Some readers think that I make these letters up. They imagine that I write out the letters that Carolyn Hax and other advice columnists print… and then make up strange responses. If they really believe what they say, they need some serious help. I do my best to delete most of such trollery, but every once in a while one sneaks through.
In an online discussion with Carolyn Hax a wife compares her relationships with men she loved passionately and her relationship with her husband. The former men betrayed her, robbed her and lied to her. Her husband is trustworthy, reliable and thoroughly committed to their marriage.
You might say that she overcame belief that a good marriage had to be grounded to total love. She came to understand that love is not enough, that the most passionate love means nothing when one’s beloved has bad character.
Naturally, Hax is not very impressed. Some of her readers are downright dismissive.
Here is the letter:
Being totally in love is overrated. I have never felt that intensely about my husband and do not love him as much as I've loved exes. I certainly don't get along with my husband as well as I did with one particular ex.
But you know what? The men I did love that way either lied to me, hurt me, "borrowed" money, stood me up, left me with wedding deposits I never got back, made promises they never kept. My husband has never done those things.
I don't look at my marriage as a loss. I look at it as though the spouse I really wanted simply doesn't exist.
I think the temptation to take advantage of a partner's strong feelings and trust is a pull too hard for many people to resist. I dated A LOT. Any man I felt in love with or had strong feelings for did something terrible that involved taking advantage of my feelings.
I married the reliable man who isn't going to swear he'll attend my friend's wedding and then no-show. Life isn't a fairy tale.
— No Fairy Tale
In short, she learned that it was better not to trust strong feelings. It’s a very good lesson to learn. We compliment her on her wisdom. And we note that when you can count on your husband to do what he says he will do, you will suffer far less stress in life.
We might even suggest that the stress attendant on dealing with an unreliable and irresponsible human being can feed what one mistakes for true romantic love. It is a bad formula for living a life as a couple. And we would note that when couples complete a large number of successful transactions in the course of a marriage they often come to love each other more and more.
Surely, it beats a marriage based on constant psychodrama and a constant feeling of stress for not knowing whether or not he will show up.
Wouldn’t you not feel more love for someone who is consistently loyal and trustworthy? Isn't such a marriage more likely to endure?
Wouldn’t you feel some considerable enmity toward someone who took advantage of you and who told you that your ability to put up with it was a sign of love?
Few people seem to understand it. From my perspective, the letter shows the wisdom gained from experience.

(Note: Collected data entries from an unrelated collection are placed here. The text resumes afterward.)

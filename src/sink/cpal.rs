// Copyright (C) 2026 Michael Wilson <mike@mdwn.dev>
//
// This program is free software: you can redistribute it and/or modify it under
// the terms of the GNU General Public License as published by the Free Software
// Foundation, version 3.
//
// This program is distributed in the hope that it will be useful, but WITHOUT
// ANY WARRANTY; without even the implied warranty of MERCHANTABILITY or FITNESS
// FOR A PARTICULAR PURPOSE. See the GNU General Public License for more details.
//
// You should have received a copy of the GNU General Public License along with
// this program. If not, see <https://www.gnu.org/licenses/>.
//
use std::{
    collections::VecDeque,
    error::Error,
    fmt,
    io::Read,
    sync::{Arc, Mutex},
    thread,
    time::Duration,
};

use cpal::traits::{DeviceTrait, HostTrait, StreamTrait};
use tracing::{error, info, span, Level};

use crate::pipeline::{BYTES_PER_FRAME, CHANNELS, SAMPLE_RATE};
use crate::sink::Resource;

/// Roughly half a second of buffered stereo samples between the reader and
/// the output callback.
const BUFFER_CAP_SAMPLES: usize = SAMPLE_RATE as usize;
const READ_CHUNK_BYTES: usize = 4096;

/// A sink bound to a local cpal output device.
pub struct Device {
    name: String,
    device: cpal::Device,
}

impl Device {
    /// Lists the names of all output devices on the default host.
    pub fn list() -> Result<Vec<String>, Box<dyn Error>> {
        let host = cpal::default_host();
        let mut names: Vec<String> = Vec::new();
        for device in host.output_devices()? {
            names.push(device.name()?);
        }
        Ok(names)
    }

    /// Gets the output device with the given name. The name "default"
    /// resolves to the host's default output device.
    pub fn get(name: &str) -> Result<Device, Box<dyn Error>> {
        let host = cpal::default_host();

        if name == "default" {
            let device = host
                .default_output_device()
                .ok_or("no default output device")?;
            let name = device.name()?;
            return Ok(Device { name, device });
        }

        for device in host.output_devices()? {
            if device.name()? == name {
                return Ok(Device {
                    name: name.to_string(),
                    device,
                });
            }
        }

        Err(format!("no output device found with name {}", name).into())
    }
}

impl crate::sink::Sink for Device {
    /// Streams the resource's PCM to the output device, applying the live
    /// gain per sample, and returns once the stream has fully drained.
    fn play(&self, resource: Resource) -> Result<(), Box<dyn Error>> {
        let play_span = span!(Level::INFO, "play resource (cpal)");
        let _enter = play_span.enter();

        info!(device = self.name, "Binding resource to output device.");

        let config = cpal::StreamConfig {
            channels: CHANNELS,
            sample_rate: cpal::SampleRate(SAMPLE_RATE),
            buffer_size: cpal::BufferSize::Default,
        };

        let buffer: Arc<Mutex<VecDeque<f32>>> = Arc::new(Mutex::new(VecDeque::new()));
        let volume = resource.volume.clone();

        let stream = {
            let buffer = buffer.clone();
            self.device.build_output_stream(
                &config,
                move |data: &mut [f32], _| {
                    let gain = volume.get();
                    let mut buffer = buffer.lock().expect("unable to get lock");
                    for sample in data.iter_mut() {
                        // Underruns play silence rather than stalling the
                        // device.
                        *sample = buffer.pop_front().unwrap_or(0.0) * gain;
                    }
                },
                |e| error!(err = format!("{}", e), "Output stream error."),
                None,
            )?
        };
        stream.play()?;

        // Feed the buffer from the PCM stream until EOF. Early EOF from a
        // dying transcoder simply ends the resource.
        let mut pcm = resource.pcm;
        let mut chunk = [0u8; READ_CHUNK_BYTES];
        let mut offset = 0;
        loop {
            {
                let queued = buffer.lock().expect("unable to get lock").len();
                if queued > BUFFER_CAP_SAMPLES {
                    thread::sleep(Duration::from_millis(10));
                    continue;
                }
            }

            let read = match pcm.read(&mut chunk[offset..]) {
                Ok(read) => read,
                Err(e) => {
                    error!(err = format!("{}", e), "Error reading PCM stream.");
                    break;
                }
            };
            if read == 0 {
                break;
            }

            offset = queue_samples(&buffer, &mut chunk, offset + read);
        }

        // Let the callback drain what remains before tearing the stream down.
        loop {
            if buffer.lock().expect("unable to get lock").is_empty() {
                break;
            }
            thread::sleep(Duration::from_millis(10));
        }
        drop(stream);

        info!(device = self.name, "Resource fully consumed.");
        Ok(())
    }
}

/// Queues the complete little endian samples in `chunk[..len]` and moves any
/// trailing odd byte to the front of the chunk, returning the new chunk
/// offset. Pipe reads can return odd lengths, and dropping the trailing byte
/// would pair every later sample's bytes wrong.
fn queue_samples(buffer: &Mutex<VecDeque<f32>>, chunk: &mut [u8], len: usize) -> usize {
    let even = len - len % 2;
    {
        let mut buffer = buffer.lock().expect("unable to get lock");
        for sample in chunk[..even].chunks_exact(2) {
            let sample = i16::from_le_bytes([sample[0], sample[1]]);
            buffer.push_back(f32::from(sample) / f32::from(i16::MAX));
        }
    }
    if even < len {
        chunk[0] = chunk[even];
    }
    len - even
}

impl fmt::Display for Device {
    fn fmt(&self, f: &mut fmt::Formatter<'_>) -> fmt::Result {
        write!(f, "{} (CPAL)", self.name)
    }
}


// The frame constant exists to document the wire format; assert the
// relationship here so a format change cannot drift silently.
const _: () = assert!(BYTES_PER_FRAME == CHANNELS as usize * 2);
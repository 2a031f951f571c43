// Copyright (C) 2026 Michael Wilson <mike@mdwn.dev>
//
// This program is free software: you can redistribute it and/or modify it under
// the terms of the GNU General Public License as published by the Free Software
// Foundation, version 3.
//
// This program is distributed in the hope that it will be useful, but WITHOUT
// ANY WARRANTY; without even the implied warranty of MERCHANTABILITY or FITNESS
// FOR A PARTICULAR PURPOSE. See the GNU General Public License for more details.
//
// You should have received a copy of the GNU General Public License along with
// this program. If not, see <https://www.gnu.org/licenses/>.
//
use std::io;

use tokio::sync::oneshot;
use tokio::{sync::mpsc::Sender, task::JoinHandle};
use tracing::{info, span, warn, Level};

use super::Event;

const SONG: &str = "song";
const VOLUME: &str = "volume";

/// A frontend that serves the command interface from stdin. The local
/// operator is implicitly authorized for volume changes; chat frontends
/// check the admin role themselves.
pub struct Driver {}

impl Driver {
    pub fn new() -> Driver {
        Driver {}
    }

    fn monitor_io<R, W>(
        events_tx: &Sender<Event>,
        mut reader: R,
        mut writer: W,
    ) -> Result<(), io::Error>
    where
        R: io::BufRead,
        W: io::Write,
    {
        write!(writer, "Command ({}, {} <level>): ", SONG, VOLUME)?;
        writer.flush()?;
        let mut input: String = String::default();
        reader.read_line(&mut input)?;

        let input = input.trim();
        let (reply_tx, reply_rx) = oneshot::channel();
        let event = if input == SONG {
            Event::NowPlaying { reply: reply_tx }
        } else if let Some(level) = input.strip_prefix(VOLUME) {
            Event::SetVolume {
                input: level.trim().to_string(),
                authorized: true,
                reply: reply_tx,
            }
        } else {
            warn!(input = input, "Unrecognized input");
            return Ok(());
        };

        events_tx
            .blocking_send(event)
            .map_err(|e| io::Error::other(e.to_string()))?;
        match reply_rx.blocking_recv() {
            Ok(reply) => writeln!(writer, "{}", reply.text())?,
            Err(e) => warn!(err = format!("{}", e), "No reply received"),
        }
        Ok(())
    }
}

impl super::Driver for Driver {
    fn monitor_events(&self, events_tx: Sender<Event>) -> JoinHandle<Result<(), io::Error>> {
        tokio::task::spawn_blocking(move || {
            let span = span!(Level::INFO, "keyboard driver");
            let _enter = span.enter();

            info!("Keyboard driver started.");

            loop {
                Self::monitor_io(&events_tx, io::stdin().lock(), io::stdout())?;
            }
        })
    }
}

#[cfg(test)]
mod test {
    use std::io::{self, BufReader};

    use tokio::sync::mpsc;

    use crate::commands::Reply;
    use crate::controller::Event;

    use super::Driver;

    /// What monitor_io sent, with the reply channel already answered so the
    /// blocking receive completes.
    #[derive(Debug, PartialEq, Eq)]
    enum Seen {
        Nothing,
        NowPlaying,
        SetVolume { input: String, authorized: bool },
    }

    fn get_event(line: &str) -> Result<(Seen, String), io::Error> {
        let (sender, mut receiver) = mpsc::channel::<Event>(1);

        // Answer the reply channel from another thread so monitor_io's
        // blocking receive completes.
        let answer = std::thread::spawn(move || match receiver.blocking_recv() {
            None => Seen::Nothing,
            Some(Event::NowPlaying { reply }) => {
                let _ = reply.send(Reply::Error {
                    text: "test reply".to_string(),
                });
                Seen::NowPlaying
            }
            Some(Event::SetVolume {
                input,
                authorized,
                reply,
            }) => {
                let _ = reply.send(Reply::Error {
                    text: "test reply".to_string(),
                });
                Seen::SetVolume { input, authorized }
            }
        });

        let reader = BufReader::new(line.as_bytes());
        let mut written: Vec<u8> = Vec::new();
        Driver::monitor_io(&sender, reader, &mut written)?;
        drop(sender);

        let seen = answer.join().expect("unable to join answer thread");
        Ok((seen, String::from_utf8_lossy(&written).to_string()))
    }

    #[test]
    fn test_keyboard_events() -> Result<(), io::Error> {
        let (seen, written) = get_event("song\n")?;
        assert_eq!(seen, Seen::NowPlaying);
        assert!(written.contains("test reply"));

        let (seen, _) = get_event("volume 0.3\n")?;
        assert_eq!(
            seen,
            Seen::SetVolume {
                input: "0.3".to_string(),
                authorized: true,
            }
        );

        let (seen, written) = get_event("unrecognized\n")?;
        assert_eq!(seen, Seen::Nothing);
        assert!(!written.contains("test reply"));
        Ok(())
    }
}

Sorry to say, but Hax, ever sentimental, does not get it. She thinks that this woman, for exercising her intelligence, is deceiving her husband. She does not imagine that the husband in question might not believe and might not care whether his wife was swept away by him. He might be thoroughly contented to be married to a woman he can rely on, who is trustworthy and loyal, who is not looking around for the next intense passion.
Anyway, Hax responds:
But does your husband know this, or enough of it to know you weren’t swept away? If he doesn’t, then he’s essentially paying for the crimes of your more intense loves of the past. Which is not okay.
If he does know, especially if the feeling is mutual — that you represent calm affection and security vs. the love of his life (whatever that means to you) — then that’s a whole other thing, and mazel tov to you both.
If anyone’s thinking ignorance is bliss, then you need to factor in the way people respond to someone they love-love vs. just like a lot (or barely tolerate). The person you love-love always gets more warmth, better listening, softer landings from missteps. Right?
So take these small emotional exchanges, and multiply them by a marriage’s worth of days. The result is a lifetime of less-than, which a secretly settled-for spouse never got a chance to agree to — or walk away from. So profoundly unfair.
As I said, she missed the point completely. In place of the small emotional exchanges how about considering the other transactions that constitute building a life together. Like doing what you say you will do. God only knows why Hax imagines that the husband in question is completely smitten with the woman and is being deceived?
Anyway, our compliments to the letter writer. Not so much to Carolyn Hax.
3 comments:
I think that's a phony letter written by a man to see if it would get published and what Carolyn Hax would say. Two reasons I think this. The capitalization of a lot when referring to all the men she dated. It's too insulting to herself. And the fact that she didn't talk about any good qualities of her husband which any woman would. A woman wants to justify her choices to herself. That letter didn't do that. Also and I'm just throwing this one on the end. It's too short, women talk a lot
Reason over feelings and loyalty and simple decency over Mr. Tingles. She’s on her way to adulthood. Jane Austen would be proud. She should take Hax’s job.
I could have written that letter myself. Yes, and they lived happily ever after. That's maturity.